Der Alptraum begann wie sein eigenartiger Traum einige Nächte zuvor mit seltsamen Geräuschen: Etwas versuchte, zu seinem Fenster hereinzukommen − zuerst durch Geklapper am Laden, als wollte es, daß er aufmachte, und dann durch kratzende Geräusche mit krallenartigen Fingern am Holz der Läden. Schließlich, erklärte Armand, sei sein Traum selbst aufgestanden und zum Fenster gegangen, habe die Läden entriegelt und aufgestoßen.

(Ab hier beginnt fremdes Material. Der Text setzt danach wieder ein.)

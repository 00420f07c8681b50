//! Humus command-line front end.
//!
//! Each phase of the pipeline (tokens, syntax tree, behavior tree) is a
//! command that renders its output as text. The binary in `main.rs` only
//! parses arguments and prints.

pub mod commands;

use std::sync::Once;

static TRACING_INIT: Once = Once::new();

/// Initialize tracing for debug output.
///
/// Safe to call multiple times. Enable with `RUST_LOG=humus_peg=trace` or
/// `RUST_LOG=humus_parse=debug`.
pub fn init_tracing() {
    TRACING_INIT.call_once(|| {
        use tracing_subscriber::{fmt, prelude::*, EnvFilter};

        // Only initialize if RUST_LOG is set
        if std::env::var("RUST_LOG").is_ok() {
            let filter = EnvFilter::from_default_env();
            tracing_subscriber::registry()
                .with(fmt::layer().with_target(true).with_level(true).with_writer(std::io::stderr))
                .with(filter)
                .init();
        }
    });
}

Dort draußen hing kopfüber wie eine Riesenfledermaus ein monströses Geschöpf mit buntgefiederten Flügeln und einem menschenähnlichen Gesicht mit dicken, gummiartigen Lippen vom Dachüberhang. Sein Körper habe einem gerupften Vogel geähnelt, mit weißlicher, runzliger Haut, und die Gliedmaßen (von denen es zusätzlich zu den Flügeln vier gehabt hatte) hätten den Füßen von Adlern geähnelt, schuppig und krallenbewehrt. Dieses Wesen ergriff nach Armands Worten sein Traumselbst und zog es aus dem Fenster, als wöge es beinahe nichts, aber dieses Verhalten war nicht feindselig und schien beinahe fürsorglich, denn als der Dämon sich zum Flug abstieß, drückte er Armand an seinen Körper wie eine Mutter ihr Kind. Aus Angst vor dem Absturz schlang Armand die Arme um den Körper des Dämonenwesens, als ob er seine Umarmung erwidere. Er erzählte, daß er im Flug das Arbeiten der mächtigen Muskeln in der Brust des Dämonen gefühlt habe, wo sein Gesicht an der runzligen Haut lag. Der Flug war kurz, denn er führte ihn nur den Höhenzug entlang zu Gaspard Gruillers Haus, dessen Fenster weit offen stand und hell erleuchtet war, als wäre das Turmhaus ein Leuchtturm für die heimtückischen Kreaturen, die Parravon bei Nacht heimsuchten. Armand wurde in den Garten neben dem Haus getragen und auf den Platz zwischen dem Ende der Laube und den fünf großen Pilzen abgesetzt, die − wie Armand sie jetzt wahrnahm − keinen Kreis, sondern ein Pentagramm bildeten.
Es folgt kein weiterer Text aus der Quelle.